Although SEH pharmacopuncture is used widely in clinics, safety studies on it are insufficient, so more safety studies are needed. Toxicity studies form an essential database and are important for evaluating the safety of the test substances in medications [26].

To assess the toxicity of SEH pharmacopuncture, we need to study its acute and chronic side effects and its relations with capacity reaction more.

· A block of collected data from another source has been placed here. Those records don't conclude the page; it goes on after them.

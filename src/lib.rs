//! Equipment Ingest Library
//!
//! Turns chemical plant equipment sensor CSV uploads into quality-checked
//! summaries and relates each summary to the uploads before it.
//!
//! This library provides tools for:
//! - Parsing untrusted CSV bytes with case-insensitive, alias-aware headers
//! - Validating rows into typed equipment records, keeping rejected rows
//! - Aggregating totals, averages and the equipment type distribution
//! - Flagging readings above safe pressure and temperature thresholds
//! - Storing summaries in an append-only, concurrently readable history
//! - Comparing the two most recent summaries as percentage trends

pub mod config;
pub mod constants;

// Core application modules
pub mod app {
    pub mod models;
    pub mod services {
        pub mod aggregator;
        pub mod csv_parser;
        pub mod history_store;
        pub mod pipeline;
        pub mod record_validator;
        pub mod report;
        pub mod trend_comparator;
        pub mod warning_engine;
    }
}

// CLI modules
pub mod cli {
    pub mod args;
    pub mod commands;
}

// Re-export commonly used types
pub use app::models::{
    EquipmentRecord, PendingSummary, RejectReason, RejectedRow, UploadSummary, Warning,
    WarningKind,
};
pub use app::services::history_store::{HistoryStore, InMemoryHistoryStore};
pub use app::services::pipeline::{UploadOutcome, UploadPipeline};
pub use config::Config;

/// Result type alias for the equipment ingest engine
pub type Result<T> = std::result::Result<T, Error>;

/// Error types for ingest, history and configuration operations
#[derive(thiserror::Error, Debug)]
pub enum Error {
    /// I/O operation failed
    #[error("I/O error: {message}")]
    Io {
        message: String,
        #[source]
        source: std::io::Error,
    },

    /// The CSV reader could not make sense of the input
    #[error("CSV parsing error in '{file}': {message}")]
    CsvParsing {
        file: String,
        message: String,
        #[source]
        source: Option<csv::Error>,
    },

    /// No content, or a header with no data rows
    #[error("File '{file}' is empty: {reason}")]
    EmptyFile { file: String, reason: String },

    /// Required columns could not be found in the header
    #[error("File '{file}' is missing required column(s): {}", missing.join(", "))]
    HeaderMissing { file: String, missing: Vec<String> },

    /// A data row could not be reconciled with the header
    #[error("Malformed row {row_index} in '{file}': {message}")]
    MalformedRow {
        file: String,
        row_index: usize,
        message: String,
    },

    /// Every data row was rejected during validation
    #[error("No valid equipment records in '{file}': all {rejected} data row(s) were rejected")]
    NoValidRecords { file: String, rejected: usize },

    /// History lookup for an unknown upload
    #[error("No such upload: {uploaded_at}")]
    NotFound { uploaded_at: String },

    /// A value violated a record invariant
    #[error("Data validation error: {message}")]
    DataValidation { message: String },

    /// Configuration error
    #[error("Configuration error: {message}")]
    Configuration { message: String },

    /// JSON (de)serialization failed
    #[error("Serialization error: {message}")]
    Serialization {
        message: String,
        #[source]
        source: serde_json::Error,
    },

    /// The run was stopped by the user
    #[error("Interrupted: {message}")]
    Interrupted { message: String },
}

impl Error {
    /// Create an I/O error with context
    pub fn io(message: impl Into<String>, source: std::io::Error) -> Self {
        Self::Io {
            message: message.into(),
            source,
        }
    }

    /// Create a CSV parsing error with context
    pub fn csv_parsing(
        file: impl Into<String>,
        message: impl Into<String>,
        source: Option<csv::Error>,
    ) -> Self {
        Self::CsvParsing {
            file: file.into(),
            message: message.into(),
            source,
        }
    }

    /// Create an empty file error
    pub fn empty_file(file: impl Into<String>, reason: impl Into<String>) -> Self {
        Self::EmptyFile {
            file: file.into(),
            reason: reason.into(),
        }
    }

    /// Create a missing header error
    pub fn header_missing(file: impl Into<String>, missing: Vec<String>) -> Self {
        Self::HeaderMissing {
            file: file.into(),
            missing,
        }
    }

    /// Create a malformed row error
    pub fn malformed_row(
        file: impl Into<String>,
        row_index: usize,
        message: impl Into<String>,
    ) -> Self {
        Self::MalformedRow {
            file: file.into(),
            row_index,
            message: message.into(),
        }
    }

    /// Create an error for an upload where nothing validated
    pub fn no_valid_records(file: impl Into<String>, rejected: usize) -> Self {
        Self::NoValidRecords {
            file: file.into(),
            rejected,
        }
    }

    /// Create a not found error for a history lookup
    pub fn not_found(uploaded_at: impl Into<String>) -> Self {
        Self::NotFound {
            uploaded_at: uploaded_at.into(),
        }
    }

    /// Create a data validation error
    pub fn data_validation(message: impl Into<String>) -> Self {
        Self::DataValidation {
            message: message.into(),
        }
    }

    /// Create a configuration error
    pub fn configuration(message: impl Into<String>) -> Self {
        Self::Configuration {
            message: message.into(),
        }
    }

    /// Create a serialization error with context
    pub fn serialization(message: impl Into<String>, source: serde_json::Error) -> Self {
        Self::Serialization {
            message: message.into(),
            source,
        }
    }

    /// Create an interruption error
    pub fn interrupted(message: impl Into<String>) -> Self {
        Self::Interrupted {
            message: message.into(),
        }
    }

    /// True for failures where the file itself could not be processed
    pub fn is_structural(&self) -> bool {
        matches!(
            self,
            Self::CsvParsing { .. }
                | Self::EmptyFile { .. }
                | Self::HeaderMissing { .. }
                | Self::MalformedRow { .. }
        )
    }

    /// True when an upload failed and nothing was stored
    pub fn is_upload_failure(&self) -> bool {
        self.is_structural() || matches!(self, Self::NoValidRecords { .. })
    }
}

// Automatic conversions from common error types
impl From<std::io::Error> for Error {
    fn from(error: std::io::Error) -> Self {
        Self::Io {
            message: "I/O operation failed".to_string(),
            source: error,
        }
    }
}

impl From<csv::Error> for Error {
    fn from(error: csv::Error) -> Self {
        Self::CsvParsing {
            file: constants::UNNAMED_UPLOAD.to_string(),
            message: "CSV parsing failed".to_string(),
            source: Some(error),
        }
    }
}

impl From<serde_json::Error> for Error {
    fn from(error: serde_json::Error) -> Self {
        Self::Serialization {
            message: "JSON serialization failed".to_string(),
            source: error,
        }
    }
}

#[cfg(test)]
mod tests {
    use super::*;

    #[test]
    fn test_error_classification() {
        assert!(Error::empty_file("a.csv", "no content").is_structural());
        assert!(Error::header_missing("a.csv", vec!["name".to_string()]).is_structural());
        assert!(Error::malformed_row("a.csv", 3, "2 fields, expected 5").is_structural());

        let no_valid = Error::no_valid_records("a.csv", 4);
        assert!(!no_valid.is_structural());
        assert!(no_valid.is_upload_failure());

        let missing = Error::not_found("2024-01-01T00:00:00Z");
        assert!(!missing.is_structural());
        assert!(!missing.is_upload_failure());
    }

    #[test]
    fn test_error_messages_are_specific() {
        let err = Error::header_missing(
            "plant.csv",
            vec!["pressure".to_string(), "temperature".to_string()],
        );
        assert_eq!(
            err.to_string(),
            "File 'plant.csv' is missing required column(s): pressure, temperature"
        );

        let err = Error::no_valid_records("plant.csv", 3);
        assert!(err.to_string().contains("all 3 data row(s) were rejected"));

        let err = Error::not_found("2024-05-01T10:00:00Z");
        assert_eq!(err.to_string(), "No such upload: 2024-05-01T10:00:00Z");
    }
}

Animal testing is the most fundamental way to perform safety assessments [27]. The Korea Food & Drug Administration has published testing protocol guidelines for the study of toxicity, and all experiments should be conducted following GLP regulations [28].

This study was carried out to provide objective safety data for SEH pharmacopuncture. Doses of 0.25, 0.5, and 1.0 mL/animal of SEH pharmacopuncture were administered to the experimental groups, and a dose of 1.0 mL/ animal of normal saline solution were administered to the control group. In all four groups, no deaths occurred, and no abnormalities were observed. For all animals, the clinical signs, weights, hematologic examination results, and blood chemical test results were within normal range. Organs and tissues were checked for abnormalities, and no significant histopathological findings were observed.

The results of our toxicity test showed that treatment with 1.0-mL/animal of SEH pharmacopuncture did not cause any changes in weight or in the results of the hematological, blood chemistry, and autopsy examinations, which indicates that SEH pharmacopuncture can safely be administered as a treatment. Further studies on the subject should be conducted to yield more concrete evidence to support this finding.

5. Conculsion

The results of this study suggest that an intramuscular injection of 1.0-mL/animal of SEH pharmacopuncture does not cause any changes in weight or in the results of hematological, blood chemistry, and necropsy examinations. It also did not result in any mortality, which indicates that intramuscular injection of SEH pharmacopuncture can be used as a safe treatment.